Thank you I've seen the effeclar toner and wondered about it. I bought dd1 the nipfab pads but she didn't like the sticky residue on her face so she wouldn't entertain those. Sigh
OP posts:
Burnerphone21 · 20/10/2021 09:23

@NigellaAwesome

I had mentioned food intolerances earlier, and apologies for the delay in responding to your question OP.

The most common culprits for acne / skin conditions tend to be wheat and diary. I am a devotee of the Whole30, which is basically a 30 day elimination diet designed to identify food triggers. Perhaps have a look? Whole30

You also mentioned fungal acne. My DD had severe fungal growths on her scalp for years, and we tried prescription shampoos, apple cider vinegar sprays, olive oil rubs - you name it. In the end, after dying her hair, coincidentally the fungus went, never to return. I think it must have been the hydrogen peroxide that did it in the end.

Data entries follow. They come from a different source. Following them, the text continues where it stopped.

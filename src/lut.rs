//! Component D: look-up table compression (spec §4.3). The chunk-offset
//! table (`nChunks + 1` monotonically increasing `u64` byte offsets) is
//! split into fixed-size groups, each group compressed independently with
//! `p4ndenc64`, and every compressed group padded to the size of the
//! largest one so any group is locatable by `index * lut_chunk_length`
//! without scanning (spec §4.3, §9 "LUT group padding").
//!
//! Grounded in `om_encoder_size_of_compressed_lut`/`om_encoder_compress_lut`
//! (`original_source/.../om_encoder.c`): both there and here, the size is
//! measured by actually compressing every group once, not estimated from a
//! formula — `om_encoder_size_of_compressed_lut` runs the same loop as
//! `om_encoder_compress_lut` and only keeps the max length. The one
//! deviation from the C is the scratch output buffer per group: the C
//! version uses a fixed `MAX_LUT_ELEMENTS+32`-byte stack buffer whose
//! constant isn't available here, so this crate sizes its scratch buffer
//! from `lut_chunk_element_count` instead (see DESIGN.md).

use om_file_format_sys::p4ndenc64;

use crate::utils::divide_rounded_up_u64;

/// Scratch capacity for one compressed group's output, generous enough that
/// `p4ndenc64` never overruns it for up to `lut_chunk_element_count` u64s.
fn lut_group_scratch_capacity(lut_chunk_element_count: usize) -> usize {
    lut_chunk_element_count * 8 + 1024
}

/// Exact compressed size of `lut`'s look-up table, measured by running the
/// same per-group compression [`compress_lut`] performs and keeping the
/// largest group (spec §4.3). Used to size the `out` buffer ahead of a real
/// call to [`compress_lut`].
pub fn size_of_compressed_lut(lut: &[u64], lut_chunk_element_count: usize) -> u64 {
    assert!(!lut.is_empty(), "lut must contain at least one offset");
    let n_groups = divide_rounded_up_u64(lut.len() as u64, lut_chunk_element_count as u64);

    let mut scratch_src = lut.to_vec();
    let mut scratch_out = vec![0u8; lut_group_scratch_capacity(lut_chunk_element_count)];
    let mut max_length = 0u64;

    for g in 0..n_groups as usize {
        let start = g * lut_chunk_element_count;
        let end = std::cmp::min(start + lut_chunk_element_count, lut.len());
        let group = &mut scratch_src[start..end];
        let len = unsafe { p4ndenc64(group.as_mut_ptr(), group.len(), scratch_out.as_mut_ptr()) };
        max_length = max_length.max(len as u64);
    }

    max_length * n_groups
}

/// Result of [`compress_lut`]: the real compressed size written to `out`,
/// and the padded per-group stride (`lutChunkLength`) needed to locate any
/// group directly.
#[derive(Debug, Clone, Copy, PartialEq, Eq)]
pub struct CompressedLut {
    pub total_size: u64,
    pub lut_chunk_length: u64,
}

/// Compresses `lut` (the `nChunks + 1` chunk-end byte offsets, spec §4.3)
/// into `out`, grouping every `lut_chunk_element_count` values and padding
/// each compressed group to the longest one with zero bytes.
///
/// `out` must be at least
/// `size_of_compressed_lut(lut, lut_chunk_element_count)` bytes. `lut` is
/// consumed by the codec call and left in an unspecified state on return,
/// matching the upstream C which passes the live look-up table by mutable
/// pointer into `p4ndenc64` (spec §4.3 treats the LUT as build-time-only
/// scratch, not something read back after compression).
pub fn compress_lut(lut: &mut [u64], out: &mut [u8], lut_chunk_element_count: usize) -> CompressedLut {
    assert!(!lut.is_empty(), "lut must contain at least one offset");
    let n_groups = divide_rounded_up_u64(lut.len() as u64, lut_chunk_element_count as u64) as usize;

    let mut scratch = vec![0u8; lut_group_scratch_capacity(lut_chunk_element_count)];
    let mut group_outputs: Vec<Vec<u8>> = Vec::with_capacity(n_groups);
    let mut lut_chunk_length = 0usize;

    for g in 0..n_groups {
        let start = g * lut_chunk_element_count;
        let end = std::cmp::min(start + lut_chunk_element_count, lut.len());
        let group = &mut lut[start..end];
        let compressed_len = unsafe { p4ndenc64(group.as_mut_ptr(), group.len(), scratch.as_mut_ptr()) };
        lut_chunk_length = lut_chunk_length.max(compressed_len);
        group_outputs.push(scratch[..compressed_len].to_vec());
    }

    log::debug!(
        "compressed lut: {} groups, lut_chunk_length={} bytes",
        n_groups,
        lut_chunk_length
    );

    for (g, data) in group_outputs.iter().enumerate() {
        let group_start = g * lut_chunk_length;
        out[group_start..group_start + data.len()].copy_from_slice(data);
        for b in out[group_start + data.len()..group_start + lut_chunk_length].iter_mut() {
            *b = 0;
        }
    }

    CompressedLut {
        total_size: (n_groups * lut_chunk_length) as u64,
        lut_chunk_length: lut_chunk_length as u64,
    }
}

#[cfg(test)]
mod tests {
    use super::*;

    #[test]
    fn size_of_compressed_lut_covers_all_groups() {
        // 6 offsets grouped by 2 -> 3 groups.
        let lut: Vec<u64> = vec![0, 100, 250, 400, 4000, 4096];
        let size = size_of_compressed_lut(&lut, 2);
        assert!(size > 0);
        assert_eq!(size % 3, 0);
    }

    #[test]
    fn compress_lut_round_trips_through_padding() {
        let lut: Vec<u64> = vec![0, 100, 250, 400, 4000, 4096];
        let size = size_of_compressed_lut(&lut, 2) as usize;
        let mut out = vec![0u8; size];
        let mut lut_mut = lut.clone();
        let result = compress_lut(&mut lut_mut, &mut out, 2);

        assert!(result.lut_chunk_length > 0);
        assert_eq!(result.total_size, 3 * result.lut_chunk_length);
        // Every group must be reachable via a fixed stride.
        for g in 0..3 {
            let start = g * result.lut_chunk_length as usize;
            assert!(start + result.lut_chunk_length as usize <= out.len());
        }
    }

    #[test]
    fn compress_lut_single_group_when_chunk_element_count_covers_all_values() {
        let lut: Vec<u64> = vec![0, 8192, 16384];
        let size = size_of_compressed_lut(&lut, 8) as usize;
        let mut out = vec![0u8; size];
        let mut lut_mut = lut.clone();
        let result = compress_lut(&mut lut_mut, &mut out, 8);
        assert_eq!(result.total_size, result.lut_chunk_length);
    }
}
//! Components E and F: the variable metadata layout (spec §3.3, §4.5, §4.6).
//! A variable descriptor is read and written entirely as byte offsets into
//! a caller-owned region — no allocation, no pointer dereferences, bounds
//! checked at every field access (spec §9 "Raw-pointer descriptor
//! arithmetic").
//!
//! Grounded in `om_variable.c` (`original_source/Sources/OmFileFormatC/src`)
//! for the offset arithmetic, generalised from raw-pointer casts to
//! bounds-checked slice reads — this codebase's own `src/io/variable.rs`
//! wraps the same C functions over FFI instead of reimplementing the byte
//! layout, which doesn't fit a position-independent, zero-copy native
//! reader (see DESIGN.md).

pub mod reader;
pub mod writer;

pub use reader::VariableRef;
pub use writer::{write_array, write_array_size, write_scalar, write_scalar_size};

/// An absolute file offset and byte length of a child variable (spec §3.3).
/// Stored on disk as two little-endian `u64`s, `offset` first.
#[derive(Debug, Clone, Copy, PartialEq, Eq, Default)]
pub struct OffsetSize {
    pub offset: u64,
    pub size: u64,
}

/// Which of the three on-disk shapes a descriptor's bytes take (spec §3.3,
/// §4.5).
#[derive(Debug, Clone, Copy, PartialEq, Eq)]
pub enum MemoryLayout {
    Legacy,
    Scalar,
    Array,
}

/// Byte width of one serialised `OffsetSize` child entry.
pub(crate) const OFFSET_SIZE_WIDTH: usize = 16;
/// Scalar v3 header: `data_type, compression_type, length_of_name, number_of_children`.
pub(crate) const SCALAR_HEADER_SIZE: usize = 8;
/// Array v3 header: the scalar header plus `scale_factor, add_offset,
/// dimension_count, lut_size, lut_offset`.
pub(crate) const ARRAY_HEADER_SIZE: usize = 40;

Thank you I will look at that. I could drop milk in our house and swap it out I don't think anyone would care that much I will Consider this.
OP posts:
fuzzwuss · 20/10/2021 10:53

I see a vinegar wash has already been recommended, and can say that it really works for dd. Cuts down the grease. I mix it in a plastic jug and give it to her in the shower for the final rinse. Does not make hair smell of vinegar, makes hair softer and glossy.

yefferson · 20/10/2021 11:07

Like pp, I'd recommend Nizoral, the Body Shop ginger shampoo, or Faith in Nature (any of the scents for oily hair or the unscented version). Head and Shoulders is absolutely terrible for oily hair. Looking up hairstyles for oily hair would also help her be neat even if she can't or doesn't want to wash her hair constantly at her dad's.

Skinwise, she could try products with niacinamide and the CeraVe face wash. Moisturising is also important to avoid triggering over-production of oil, so maybe E45 or similar gentle moisturiser would work. In general though I think (from experience with a mum very similar to you - who made me feel worse about my acne than anyone else ever did and didn't understand it because she never had it) that there's a difference between being clean/hygienic and having the focus of attention on her at such a sensitive age being about appearance. For the acne especially, there may be little she can do about it, regardless of products, particularly if it's hormonal.

TaraR2020 · 20/10/2021 19:15

@Burnerphone21 I forgot to say (and not read more recent replies to see if suggested elsewhere) but they should only apply conditioner to the lengths of their hair, never the crown.

Agree with pp that body shop ginger shampoo is great

chesirecat99 · 20/10/2021 19:22

The Nilaqua shampoo caps could be an alternative to washing at her DF's. The NHS use them:

www.boots.com/nilaqua-rinse-free-shampoo-cap-10219520

AutumnLeafy · 20/10/2021 19:22

Sudocreme has zinc in. She could try applying that around the hairline at night?

Sorry if I missed it but can she not wash it in the bath?